Not all understanding relates to the supernatural Gift. We have natural capacities for understanding that can give us insight into natural things. The Gift of understanding allows us to see holy things that could not have been grasped through our natural capacities alone. Thus, when we get intimate insights into the nature of grace, the Sacraments, the lives of the Saints or theological truths of the faith, the Gift of understanding is probably aiding us.

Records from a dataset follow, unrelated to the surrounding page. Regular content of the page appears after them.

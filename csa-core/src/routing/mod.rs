//! Search: the CSA forward scan, its reverse-scan refinement, the footpath
//! index both run over, and the reconstructor that turns a hop chain into a
//! [`Journey`](reconstruct::Journey).

pub mod csa;
pub mod reconstruct;
pub mod reverse;
pub mod transfer_index;

pub use csa::{scan, walk_back, Hop, ScanOutcome};
pub use reconstruct::{reconstruct, Journey, Leg};
pub use reverse::refine;
pub use transfer_index::TransferIndex;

Although the last four of the seven Gifts all relate to the cognitive power, understanding is rather special in that it is the only Gift concerned solely with grasping truths. Understanding looks to penetrate the hidden natures of things only for the sake of uncovering what is true; it remains to other Gifts to make use of the insight acquired through this Gift. In that sense, understanding is truly a Gift to be relished by the philosopher. And indeed, the philosophers themselves (at least, those who enjoyed the gift of sanctifying grace) show ample evidence of the happy effects of this Gift. Understanding takes those truths accepted by faith and delves into their mysteries in search of insight. A work like St. Augustine’s De Trinitate is an excellent example of the sort of work that understanding might do in attempting to further uncover the truths adopted through faith. For this reason, understanding is the Gift corresponding to the virtue of faith.

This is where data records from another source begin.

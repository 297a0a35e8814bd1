//! Name resolver: collapses a free-text name, a GTFS `stop_id`, or a
//! `(lon, lat)` pair into one or more stop ids in a [`Feed`].

use regex::Regex;

use crate::error::{Error, Result};
use crate::model::feed::{Feed, Stop, StopId};

const EARTH_RADIUS_METRES: f64 = 6_371_000.0;
const WARN_SPREAD_METRES: f64 = 5_000.0;

/// The shapes a caller may supply `from`/`to` in.
#[derive(Debug, Clone)]
pub enum StopQuery {
    /// A literal GTFS `stop_id`.
    Id(String),
    /// Free text matched against `stop_name`.
    Name(String),
    /// `(longitude, latitude)` in WGS84 degrees.
    Coordinates(f64, f64),
}

/// Resolves `query` against `feed`, returning the matching stop ids.
///
/// `grep_fixed` selects literal (`==`) matching over regex matching for
/// [`StopQuery::Name`]; it has no effect on the other variants.
pub fn resolve(feed: &Feed, query: &StopQuery, grep_fixed: bool) -> Result<Vec<StopId>> {
    match query {
        StopQuery::Id(id) => {
            if feed.stop_by_id(id).is_some() {
                Ok(vec![id.clone()])
            } else {
                Err(Error::StationNotFound(id.clone()))
            }
        }
        StopQuery::Name(text) => resolve_by_name(feed, text, grep_fixed),
        StopQuery::Coordinates(lon, lat) => resolve_by_coordinates(feed, *lon, *lat),
    }
}

fn resolve_by_name(feed: &Feed, text: &str, grep_fixed: bool) -> Result<Vec<StopId>> {
    let matches: Vec<&Stop> = if grep_fixed {
        feed.stops.iter().filter(|s| s.stop_name == text).collect()
    } else {
        let pattern = Regex::new(text)?;
        feed.stops
            .iter()
            .filter(|s| pattern.is_match(&s.stop_name))
            .collect()
    };

    if matches.is_empty() {
        return Err(Error::StationNotFound(text.to_string()));
    }

    warn_if_spread_out(&matches);
    Ok(matches.iter().map(|s| s.stop_id.clone()).collect())
}

fn resolve_by_coordinates(feed: &Feed, lon: f64, lat: f64) -> Result<Vec<StopId>> {
    let nearest = feed
        .stops
        .iter()
        .filter_map(|s| s.location.map(|p| (s, haversine_metres(lat, lon, p.y(), p.x()))))
        .min_by(|(_, a), (_, b)| a.total_cmp(b));

    let Some((nearest, _)) = nearest else {
        return Err(Error::StationNotFound(format!("({lon}, {lat})")));
    };

    let matches: Vec<&Stop> = feed
        .stops
        .iter()
        .filter(|s| s.stop_name == nearest.stop_name)
        .collect();

    warn_if_spread_out(&matches);
    Ok(matches.iter().map(|s| s.stop_id.clone()).collect())
}

fn warn_if_spread_out(matches: &[&Stop]) {
    let points: Vec<geo::Point<f64>> = matches.iter().filter_map(|s| s.location).collect();
    if points.len() < 2 {
        return;
    }
    let mut max_spread = 0.0f64;
    for i in 0..points.len() {
        for j in (i + 1)..points.len() {
            let d = haversine_metres(points[i].y(), points[i].x(), points[j].y(), points[j].x());
            max_spread = max_spread.max(d);
        }
    }
    if max_spread > WARN_SPREAD_METRES {
        log::warn!(
            "name match spans {:.1} km across {} stops",
            max_spread / 1000.0,
            matches.len()
        );
    }
}

fn haversine_metres(lat1: f64, lon1: f64, lat2: f64, lon2: f64) -> f64 {
    let (lat1, lat2) = (lat1.to_radians(), lat2.to_radians());
    let dlat = lat2 - lat1;
    let dlon = (lon2 - lon1).to_radians();
    let a = (dlat / 2.0).sin().powi(2) + lat1.cos() * lat2.cos() * (dlon / 2.0).sin().powi(2);
    2.0 * EARTH_RADIUS_METRES * a.sqrt().asin()
}

#[cfg(test)]
mod tests {
    use super::*;
    use geo::Point;

    fn feed_with_stops() -> Feed {
        Feed {
            stops: vec![
                Stop {
                    stop_id: "A1".into(),
                    stop_name: "Alexanderplatz".into(),
                    location: Some(Point::new(13.4132, 52.5219)),
                },
                Stop {
                    stop_id: "A2".into(),
                    stop_name: "Alexanderplatz".into(),
                    location: Some(Point::new(13.4135, 52.5221)),
                },
                Stop {
                    stop_id: "B1".into(),
                    stop_name: "Schonlein".into(),
                    location: Some(Point::new(13.4222, 52.4931)),
                },
            ],
            ..Default::default()
        }
    }

    #[test]
    fn resolves_by_exact_id() {
        let feed = feed_with_stops();
        let ids = resolve(&feed, &StopQuery::Id("B1".into()), false).unwrap();
        assert_eq!(ids, vec!["B1".to_string()]);
    }

    #[test]
    fn unknown_id_is_station_not_found() {
        let feed = feed_with_stops();
        assert!(matches!(
            resolve(&feed, &StopQuery::Id("ZZZ".into()), false),
            Err(Error::StationNotFound(_))
        ));
    }

    #[test]
    fn name_match_returns_every_platform() {
        let feed = feed_with_stops();
        let mut ids = resolve(&feed, &StopQuery::Name("Alexanderplatz".into()), true).unwrap();
        ids.sort();
        assert_eq!(ids, vec!["A1".to_string(), "A2".to_string()]);
    }

    #[test]
    fn regex_name_match() {
        let feed = feed_with_stops();
        let ids = resolve(&feed, &StopQuery::Name("^Schon".into()), false).unwrap();
        assert_eq!(ids, vec!["B1".to_string()]);
    }

    #[test]
    fn coordinates_resolve_to_nearest_stop_group() {
        let feed = feed_with_stops();
        let mut ids = resolve(&feed, &StopQuery::Coordinates(13.4132, 52.5219), false).unwrap();
        ids.sort();
        assert_eq!(ids, vec!["A1".to_string(), "A2".to_string()]);
    }

    #[test]
    fn no_name_match_is_station_not_found() {
        let feed = feed_with_stops();
        assert!(matches!(
            resolve(&feed, &StopQuery::Name("Nonexistent".into()), true),
            Err(Error::StationNotFound(_))
        ));
    }
}
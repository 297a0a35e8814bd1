//! The compact, integer-keyed form of a timetable produced by
//! [`compile`](crate::compiler::compile). Immutable once built and freely
//! shareable across concurrent queries.

use crate::time::Time;

pub type StopIndex = usize;
pub type TripIndex = usize;

/// A single vehicle hop between two adjacent stops on one trip.
///
/// `Connection`s in a [`CompiledTimetable`] are sorted by `departure_time`
/// ascending; ties keep the stable order they were emitted in.
#[derive(Debug, Clone, Copy, PartialEq, Eq)]
pub struct Connection {
    pub departure_stop: StopIndex,
    pub arrival_stop: StopIndex,
    pub departure_time: Time,
    pub arrival_time: Time,
    pub trip_index: TripIndex,
}

/// A footpath transfer with compact stop ids and a non-negative duration.
#[derive(Debug, Clone, Copy, PartialEq, Eq)]
pub struct CompiledTransfer {
    pub to_stop: StopIndex,
    pub min_transfer_time: Time,
}

/// Back-translation arrays from compact index to the original GTFS string id.
#[derive(Debug, Clone, Default)]
pub struct IdMaps {
    pub stop_ids: Vec<String>,
    pub trip_ids: Vec<String>,
}

impl IdMaps {
    pub fn stop_id(&self, index: StopIndex) -> &str {
        &self.stop_ids[index]
    }

    pub fn trip_id(&self, index: TripIndex) -> &str {
        &self.trip_ids[index]
    }
}

/// A timetable compiled for one `(day, route_filter)` pair.
#[derive(Debug, Clone)]
pub struct CompiledTimetable {
    pub connections: Vec<Connection>,
    pub num_stops: usize,
    pub num_trips: usize,
    pub ids: IdMaps,
}

impl CompiledTimetable {
    pub fn is_empty(&self) -> bool {
        self.connections.is_empty()
    }
}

St. Bonaventure is particularly concerned to remind us that understanding has a special role to play in preparing the way for wisdom, the greatest of the Gifts. As the only other speculative Gift, understanding grasps those things that wisdom will later taste. So long as we are in via we are of course not able to see God face to face, and thus we will not be able to see divine truths in a wholly unveiled and unmediated way. Therefore, understanding works by finding the image of God in all creation, and thereby moving upwards towards Him. For this reason, Bonaventure tells us, understanding involves both Creator and creation, with the latter serving as a kind of conduit to the former.

St. Thomas says little about the relationship of understanding to wisdom, but he is very interested in the way that the Gift of understanding relates to the Beatitude of cleanness of heart. As Thomas explains, understanding has a peculiar ability to make us clean before God. This cleanness “is a kind of complement to the sight of God; such is the cleanness of the mind that is purged of phantasms and errors, so as to receive the truths which are proposed to it about God, no longer by way of corporeal phantasms, nor infected with heretical misrepresentations: and this cleanness is the result of the Gift of understanding (II.II.8.7).”

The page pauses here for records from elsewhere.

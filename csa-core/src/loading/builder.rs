use std::path::Path;

use log::info;

use super::gtfs::load_feed;
use crate::error::Result;
use crate::model::Feed;

/// Loads a GTFS directory into a [`Feed`].
///
/// # Errors
///
/// Returns an error if any required table is missing or malformed.
pub fn load_feed_from_dir(gtfs_dir: &Path) -> Result<Feed> {
    info!("loading GTFS feed from {}", gtfs_dir.display());
    let feed = load_feed(gtfs_dir)?;
    info!(
        "feed loaded: {} stops, {} routes, {} trips, {} stop_times",
        feed.stops.len(),
        feed.routes.len(),
        feed.trips.len(),
        feed.stop_times.len()
    );
    Ok(feed)
}
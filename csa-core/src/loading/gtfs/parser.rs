use std::fs::File;
use std::path::Path;

use serde::Deserialize;

use crate::error::Result;

pub fn deserialize_gtfs_file<T>(path: &Path) -> Result<Vec<T>>
where
    T: for<'de> serde::Deserialize<'de>,
{
    let file = File::open(path)?;
    Ok(csv::Reader::from_reader(file)
        .deserialize()
        .collect::<std::result::Result<Vec<T>, _>>()?)
}

/// Like [`deserialize_gtfs_file`] but returns an empty table instead of
/// erroring when the file is absent (e.g. a feed with no `transfers.txt`).
pub fn deserialize_optional_gtfs_file<T>(path: &Path) -> Result<Vec<T>>
where
    T: for<'de> serde::Deserialize<'de>,
{
    if !path.exists() {
        return Ok(Vec::new());
    }
    deserialize_gtfs_file(path)
}

/// Parse `HH:MM:SS` (hours unbounded) to seconds since midnight.
///
/// A fast byte path handles the common two-digit-field case; anything else
/// falls back to a split/parse that tolerates wider fields.
pub fn parse_time(time_str: &str) -> u32 {
    let bytes = time_str.as_bytes();
    if bytes.len() == 8 && bytes[2] == b':' && bytes[5] == b':' {
        if let (Some(h1), Some(h2), Some(m1), Some(m2), Some(s1), Some(s2)) = (
            digit(bytes[0]),
            digit(bytes[1]),
            digit(bytes[3]),
            digit(bytes[4]),
            digit(bytes[6]),
            digit(bytes[7]),
        ) {
            return (h1 * 10 + h2) * 3600 + (m1 * 10 + m2) * 60 + (s1 * 10 + s2);
        }
    }
    parse_time_fallback(time_str)
}

fn digit(b: u8) -> Option<u32> {
    b.is_ascii_digit().then(|| u32::from(b - b'0'))
}

fn parse_time_fallback(time_str: &str) -> u32 {
    let mut parts = time_str.split(':');
    let hours = parts.next().and_then(|p| p.parse().ok()).unwrap_or(0);
    let minutes = parts.next().and_then(|p| p.parse().ok()).unwrap_or(0);
    let seconds = parts.next().and_then(|p| p.parse().ok()).unwrap_or(0);
    hours * 3600 + minutes * 60 + seconds
}

pub(super) fn deserialize_gtfs_date<'de, D>(
    deserializer: D,
) -> std::result::Result<Option<chrono::NaiveDate>, D::Error>
where
    D: serde::Deserializer<'de>,
{
    let date_str = String::deserialize(deserializer)?;
    if date_str.is_empty() {
        Ok(None)
    } else {
        chrono::NaiveDate::parse_from_str(&date_str, "%Y%m%d")
            .map(Some)
            .map_err(serde::de::Error::custom)
    }
}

Thomas assures us that holy souls will be permitted to understand all things that are necessary for salvation, but he warns that the understanding will sometimes be apt to fail us with respect to many things we wish to understand better. In part, he suggests, this happens as a means for keeping devout souls from falling into pride, since pride is always a temptation of the very learned.

1 Response to “The Gift of Understanding”


  1. 1 316baby May 17th, 2008 at 7:26 am

    I particularly enjoyed you posting on the Gifts of the Holy Spirit as He was the one I became focused on during my conversion experience back in the day (it lead to and culminated in the Confessional and my subsequent Confirmation).